# Amazon swords aren't growing



## huhu89151734 (Jun 29, 2010)

So I assume you don't have co2 and have low light setup hah? Then it takes time to grow big. Don't try to push it by just sticking a bunch of root tabs under the substrate. That might even burn the roots.... Give it time and let it do its thing, as long as it is not dying or doing funny things.


----------



## Derrick110183 (Jul 28, 2016)

No co2 and just 1 root tabs every 6 square inches of the tank. Thanks for the reply I'm sure they'll grow in time 

Sent from my SM-G920W8 using Tapatalk


----------



## Monrankim (May 28, 2016)

Derrick110183 said:


> No co2 and just 1 root tabs every 6 square inches of the tank. Thanks for the reply I'm sure they'll grow in time
> 
> Sent from my SM-G920W8 using Tapatalk


What kind of substrate are they in? I have low tech tanks and Amazon and Argentine Swords have been very fast growers for me.


----------



## Derrick110183 (Jul 28, 2016)

pool filter sand

Sent from my SM-G920W8 using Tapatalk


----------



## AdamTill (Jan 22, 2015)

That might be your problem. Thick layers of sand tend to choke out roots.

Cap...sure. Substrate...well, not too many people have long term success.


----------



## Monrankim (May 28, 2016)

AdamTill said:


> That might be your problem. Thick layers of sand tend to choke out roots.
> 
> Cap...sure. Substrate...well, not too many people have long term success.

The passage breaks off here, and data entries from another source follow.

//! Frontend Models
//!
//! Data structures matching backend API payloads.

use serde::{Deserialize, Serialize};

/// Todo record (matches backend)
#[derive(Debug, Clone, PartialEq, Serialize, Deserialize)]
pub struct Todo {
    pub id: u32,
    pub text: String,
    pub completed: bool,
}

/// Client-side view filter over the todo list
#[derive(Debug, Clone, Copy, PartialEq, Eq, Default)]
pub enum Filter {
    #[default]
    All,
    Active,
    Completed,
}

impl Filter {
    /// All filters, in display order
    pub const ALL: [Filter; 3] = [Filter::All, Filter::Active, Filter::Completed];

    pub fn label(self) -> &'static str {
        match self {
            Filter::All => "All",
            Filter::Active => "Active",
            Filter::Completed => "Completed",
        }
    }

    /// Whether a todo is visible under this filter
    pub fn matches(self, todo: &Todo) -> bool {
        match self {
            Filter::All => true,
            Filter::Active => !todo.completed,
            Filter::Completed => todo.completed,
        }
    }
}

#[cfg(test)]
mod tests {
    use super::*;

    #[test]
    fn test_todo_wire_shape() {
        let todo: Todo = serde_json::from_str(r#"{"id":1,"text":"Buy milk","completed":false}"#)
            .expect("decode failed");
        assert_eq!(todo.id, 1);
        assert_eq!(todo.text, "Buy milk");
        assert!(!todo.completed);
    }
}
//! Backend API Commands
//!
//! HTTP bindings for the todo REST endpoints.

use gloo_net::http::{Request, Response};
use serde::Serialize;
use thiserror::Error;

use crate::config;
use crate::models::Todo;

/// Failure modes of an API call
#[derive(Debug, Error)]
pub enum ApiError {
    /// The request never completed
    #[error("network error: {0}")]
    Network(String),
    /// The server answered with a non-success status
    #[error("HTTP error! status: {status} {status_text}")]
    Status {
        status: u16,
        status_text: String,
        body: String,
    },
    /// The response payload did not decode
    #[error("decode error: {0}")]
    Decode(String),
}

// ========================
// Argument Structs
// ========================

#[derive(Serialize)]
struct CreateTodoArgs<'a> {
    text: &'a str,
}

#[derive(Serialize)]
struct UpdateTodoArgs {
    completed: bool,
}

// ========================
// Commands
// ========================

/// Fetch the full todo collection
pub async fn list_todos() -> Result<Vec<Todo>, ApiError> {
    let response = Request::get(&collection_url(config::api_base()))
        .send()
        .await
        .map_err(|e| ApiError::Network(e.to_string()))?;
    let response = check_status(response).await?;
    response
        .json()
        .await
        .map_err(|e| ApiError::Decode(e.to_string()))
}

/// Create a todo with the given text; the server assigns the id
pub async fn create_todo(text: &str) -> Result<Todo, ApiError> {
    let request = Request::post(&collection_url(config::api_base()))
        .json(&CreateTodoArgs { text })
        .map_err(|e| ApiError::Network(e.to_string()))?;
    let response = request
        .send()
        .await
        .map_err(|e| ApiError::Network(e.to_string()))?;
    let response = check_status(response).await?;
    response
        .json()
        .await
        .map_err(|e| ApiError::Decode(e.to_string()))
}

/// Set the completed flag on a todo
pub async fn update_todo(id: u32, completed: bool) -> Result<Todo, ApiError> {
    let request = Request::put(&item_url(config::api_base(), id))
        .json(&UpdateTodoArgs { completed })
        .map_err(|e| ApiError::Network(e.to_string()))?;
    let response = request
        .send()
        .await
        .map_err(|e| ApiError::Network(e.to_string()))?;
    let response = check_status(response).await?;
    response
        .json()
        .await
        .map_err(|e| ApiError::Decode(e.to_string()))
}

/// Delete a todo; the response body and status are ignored
pub async fn delete_todo(id: u32) -> Result<(), ApiError> {
    Request::delete(&item_url(config::api_base(), id))
        .send()
        .await
        .map_err(|e| ApiError::Network(e.to_string()))?;
    Ok(())
}

/// Promote a non-success response to an error carrying its raw body
async fn check_status(response: Response) -> Result<Response, ApiError> {
    if response.ok() {
        return Ok(response);
    }
    let status = response.status();
    let status_text = response.status_text();
    let body = response.text().await.unwrap_or_default();
    Err(ApiError::Status {
        status,
        status_text,
        body,
    })
}

fn collection_url(api_base: &str) -> String {
    format!("{}/todos", api_base)
}

fn item_url(api_base: &str, id: u32) -> String {
    format!("{}/todos/{}", api_base, id)
}

#[cfg(test)]
mod tests {
    use super::*;

    #[test]
    fn test_urls_without_proxy_prefix() {
        assert_eq!(collection_url("/api"), "/api/todos");
        assert_eq!(item_url("/api", 7), "/api/todos/7");
    }

    #[test]
    fn test_urls_with_proxy_prefix() {
        assert_eq!(collection_url("/apps/todo/api"), "/apps/todo/api/todos");
        assert_eq!(item_url("/apps/todo/api", 7), "/apps/todo/api/todos/7");
    }
}
//! Todo Form Component
//!
//! Text input and add button for creating todos.

use leptos::html;
use leptos::prelude::*;
use leptos::task::spawn_local;

use crate::api::{self, ApiError};
use crate::store::{use_app_store, AppStateStoreFields};
use crate::view::normalize_text;

/// Form for creating new todos
#[component]
pub fn TodoForm() -> impl IntoView {
    let store = use_app_store();

    let (new_text, set_new_text) = signal(String::new());
    let input_ref = NodeRef::<html::Input>::new();

    let focus_input = move || {
        if let Some(input) = input_ref.get() {
            let _ = input.focus();
        }
    };

    let add_todo = move |ev: web_sys::SubmitEvent| {
        ev.prevent_default();
        let raw = new_text.get();
        let Some(text) = normalize_text(&raw).map(str::to_owned) else {
            // Blank input: refocus, no request
            focus_input();
            return;
        };

        spawn_local(async move {
            match api::create_todo(&text).await {
                Ok(created) => {
                    store.todos().write().push(created);
                    set_new_text.set(String::new());
                    focus_input();
                }
                Err(ApiError::Status {
                    status,
                    status_text,
                    body,
                }) => {
                    web_sys::console::error_1(
                        &format!("[FORM] HTTP error! status: {} {}", status, body).into(),
                    );
                    alert(&format!("Failed to add todo: {}", status_text));
                }
                Err(err) => {
                    web_sys::console::error_1(&format!("[FORM] Error adding todo: {}", err).into());
                    alert("Failed to add todo. Please try again.");
                }
            }
        });
    };

    view! {
        <form class="todo-form" on:submit=add_todo>
            <input
                type="text"
                class="todo-input"
                placeholder="What needs to be done?"
                node_ref=input_ref
                prop:value=move || new_text.get()
                on:input=move |ev| set_new_text.set(event_target_value(&ev))
            />
            <button type="submit" class="add-btn">"Add"</button>
        </form>
    }
}

/// Blocking user-visible alert
fn alert(message: &str) {
    if let Some(window) = web_sys::window() {
        let _ = window.alert_with_message(message);
    }
}
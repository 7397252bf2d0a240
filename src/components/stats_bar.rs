//! Stats Bar Component
//!
//! Total and completed counters shown under the list.

use leptos::prelude::*;

use crate::store::{use_app_store, AppStateStoreFields};
use crate::view::stats;

/// Counters computed from the unfiltered list, whatever the filter
#[component]
pub fn StatsBar() -> impl IntoView {
    let store = use_app_store();

    let counts = move || stats(&store.todos().read());

    view! {
        <div class="todo-stats">
            <span class="stat-total">{move || format!("Total: {}", counts().total)}</span>
            <span class="stat-completed">{move || format!("Completed: {}", counts().completed)}</span>
        </div>
    }
}
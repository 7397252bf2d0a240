//! Filter Bar Component
//!
//! Buttons for switching the active view filter.

use leptos::prelude::*;

use crate::models::Filter;
use crate::store::{use_app_store, AppStateStoreFields};

/// Filter buttons; exactly one is active at a time
#[component]
pub fn FilterBar() -> impl IntoView {
    let store = use_app_store();

    view! {
        <div class="filter-bar">
            {Filter::ALL.iter().map(|&filter| {
                let is_active = move || store.filter().get() == filter;
                let btn_class = move || {
                    if is_active() { "filter-btn active" } else { "filter-btn" }
                };

                view! {
                    <button
                        class=btn_class
                        on:click=move |_| store.filter().set(filter)
                    >
                        {filter.label()}
                    </button>
                }
            }).collect_view()}
        </div>
    }
}
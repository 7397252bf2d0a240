//! Todo Row Component
//!
//! A single todo in the list: checkbox, text, delete button.

use leptos::prelude::*;
use leptos::task::spawn_local;

use crate::api;
use crate::models::Todo;
use crate::store::{remove_todo, replace_todo, use_app_store, AppStateStoreFields};
use crate::view::escape_for_display;

/// A single todo row
#[component]
pub fn TodoRow(todo: Todo) -> impl IntoView {
    let store = use_app_store();

    let id = todo.id;
    let completed = todo.completed;
    let markup = escape_for_display(&todo.text);

    view! {
        <li class=move || if completed { "todo-item completed" } else { "todo-item" }>
            <input
                type="checkbox"
                class="todo-checkbox"
                checked=completed
                on:change=move |_| {
                    // Send the inverse of the cached value; the server's record wins
                    let current = store.todos().read().iter().find(|t| t.id == id).map(|t| t.completed);
                    let Some(current) = current else { return; };
                    spawn_local(async move {
                        match api::update_todo(id, !current).await {
                            Ok(updated) => replace_todo(&mut store.todos().write(), updated),
                            Err(err) => web_sys::console::error_1(
                                &format!("[ROW] Error updating todo {}: {}", id, err).into(),
                            ),
                        }
                    });
                }
            />
            <span class="todo-text" inner_html=markup></span>
            <button
                class="todo-delete"
                on:click=move |_| {
                    // Optimistic: the local entry goes before the response lands
                    remove_todo(&mut store.todos().write(), id);
                    spawn_local(async move {
                        if let Err(err) = api::delete_todo(id).await {
                            web_sys::console::error_1(
                                &format!("[ROW] Error deleting todo {}: {}", id, err).into(),
                            );
                        }
                    });
                }
            >
                "Delete"
            </button>
        </li>
    }
}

That would explain why they are not utilizing the root tabs. Pool filter sand is very coarse though, and his heavy rooting Crypts are doing well. IMO I think Swords need something in the substrate more than root tabs and sand.


----------



## Derrick110183 (Jul 28, 2016)

Monrankim said:


> That would explain why they are not utilizing the root tabs. Pool filter sand is very coarse though, and his heavy rooting Crypts are doing well. IMO I think Swords need something in the substrate more than root tabs and sand.


Can you suggest anything 

Sent from my SM-G920W8 using Tapatalk


----------



## Monrankim (May 28, 2016)

Derrick110183 said:


> Can you suggest anything
> 
> Sent from my SM-G920W8 using Tapatalk


I had this Argentine Sword in my 29 gallon tank with aquarium sand (super naturals I think) and it didn't do much at all. It was alive but not growing. When I tore down that tank to swap the substrate out with soil and clay, I planted it in my newly dirted 75 gallon in July. Now it is starting to poke through the surface of the water. When I transplanted it, it was small with 3 or 4 small leaves about 6-8 in. Not the best pic but just for reference.
















This Amazon was a runner less than two months ago.

IMO if you want to go low tech, the best way to go is dirt. My 75's substrate is a mix of sandy top soil (all soil is sandy here in Florida), the top soil said it had sphagnum peat moss in it, a pound of red art clay, natural cat litter from wally world, and Osmocote plus (cheaper than Flourish root tabs). I capped it with black, black diamond blasting sand. Pool filter sand works just as good for capping but it's hard to keep a clean look with it because of the color.


----------



## AdamTill (Jan 22, 2015)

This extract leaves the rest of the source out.